We stopped in to see our Middle Pond friends who have, over time, been very gracious to birders. We took a stroll down to the pond and found this Osprey, Common Terns, a Yellow-bellied Flycatcher and more. We were told that a family of Canada Geese and Common Loon made the pond home for their young this summer.
This Tree Swallow stopped by on a rock to say hello in Mobile.
At last, we reached La Manche. You can always count on seeing Black-throated Warblers in this area, and they put on quite a show for us. The velvety black throat sets off the olive-green crown. All of that was bested by the great song.
The last time I hiked the La Manche Trail, I recall I whined about the level of difficulty the trail presented. This time it was dry and easy to walk. However, on Monday, HOT Monday, St. John's came within mere points of breaking the all-time record for heat. Well, let me tell you, it was hotter than that in La Manche. It was 1.3 km of hot walking in, and 1.3 km of HOT, HOT walking out.
Given the weight of my camera and binos, I didn't carry in any water. BIG mistake! Just before reaching the end of the trail, I broke down and had a drink from the spring. It was clear and cool, and water never tasted so good.
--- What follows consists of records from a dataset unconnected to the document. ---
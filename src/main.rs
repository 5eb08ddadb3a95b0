use env_logger::{Builder, Env};
use log::error;

fn init_logger() {
    // Уровень берём из RUST_LOG, иначе дефолт — info.
    // Пример: RUST_LOG=debug lvsnap backup ...
    Builder::from_env(Env::default().default_filter_or("info"))
        .format_timestamp_millis()
        .init();
}

fn main() {
    init_logger();

    if let Err(e) = lvsnap::cli::run() {
        // Логируем всю цепочку ошибок и выходим с кодом 1.
        error!("{:#}", e);
        std::process::exit(1);
    }
}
That is the first time I have done that in years. In addition, I doused myself all over with water. What a relief! Now remember, this is a person from Arkansas who is complaining about the heat. I guess I just am not used to it any more.
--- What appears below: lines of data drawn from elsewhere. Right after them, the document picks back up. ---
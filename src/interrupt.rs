//! SIGINT/SIGTERM → flag.
//!
//! A signal does not kill the process: it sets the flag, and the backup loop
//! checks it between configs, so the running session unwinds through its
//! teardown (umount + lvremove). A second signal while the flag is already
//! set exits at once with code 1.

use anyhow::{Context, Result};
use signal_hook::consts::{SIGINT, SIGTERM};
use std::sync::atomic::{AtomicBool, Ordering};
use std::sync::Arc;

/// Work stopped because an interrupt was requested.
#[derive(Debug, Clone, Copy, PartialEq, Eq, thiserror::Error)]
#[error("interrupted by signal")]
pub struct Interrupted;

#[derive(Debug, Clone, Default)]
pub struct Interrupt(Arc<AtomicBool>);

impl Interrupt {
    pub fn new() -> Self {
        Self::default()
    }

    pub fn install_signal_handlers(&self) -> Result<()> {
        for sig in [SIGINT, SIGTERM] {
            // порядок важен: сначала conditional_shutdown, потом флаг
            signal_hook::flag::register_conditional_shutdown(sig, 1, Arc::clone(&self.0))
                .with_context(|| format!("register shutdown for signal {}", sig))?;
            signal_hook::flag::register(sig, Arc::clone(&self.0))
                .with_context(|| format!("register handler for signal {}", sig))?;
        }
        Ok(())
    }

    pub fn trigger(&self) {
        self.0.store(true, Ordering::SeqCst);
    }

    pub fn is_set(&self) -> bool {
        self.0.load(Ordering::SeqCst)
    }

    pub fn check(&self) -> std::result::Result<(), Interrupted> {
        if self.is_set() {
            Err(Interrupted)
        } else {
            Ok(())
        }
    }
}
Trying to put my discomfort aside was made easier by the constant singing of the warblers along the trail.
Then, this one popped up. For a moment, I thought we had a new species given all of the greenish yellow, no black throat, brown eye and a seemingly curved beak. But - No. Closer looks revealed a female Black-throated Green Warbler. I think this is the first one I have ever seen.
There were some other warblers along the trail including Northern Waterthrush, Yellow-rumped Warblers and Blackpoll. There was one Yellow-bellied Flycatcher.
The female Blackpolls are beginning to appear all around now. It looks like the young have been hatched and must be fed.
Raptors were also plentiful during our day. We saw a Bald Eagle, Northern Harrier, Osprey, Northern Goshawk and this one.
Flying high and away, I didn't get an ID, It appeared to be about the size of a Merlin or a Sharp-shinned Hawk. Try as I did, I couldn't detect the color, not with the naked eye nor the eye of the camera. The last shot of this post shows yet another image of this bird. Help to identify this bird is welcomed.
This Northern Goshawk was a quick fly-by but easy enough to identify.
The prize for the best song and surprise of the day goes to this Tennessee Warbler. We heard it before we saw it.
Then, I got a glimpse of it flitting in close to the tree trunk but still couldn't get a look at it.
What a relief it was when it popped out into the open, still singing. Two unidentified birds for the day is about all I can handle.
While it is certainly getting much easier to identify birds by their song and by shorter looks at them, there always seem to be those that got away. 'Tis a humbling experience to realize just how little I know going into my fourth year of watching feathery creatures fly.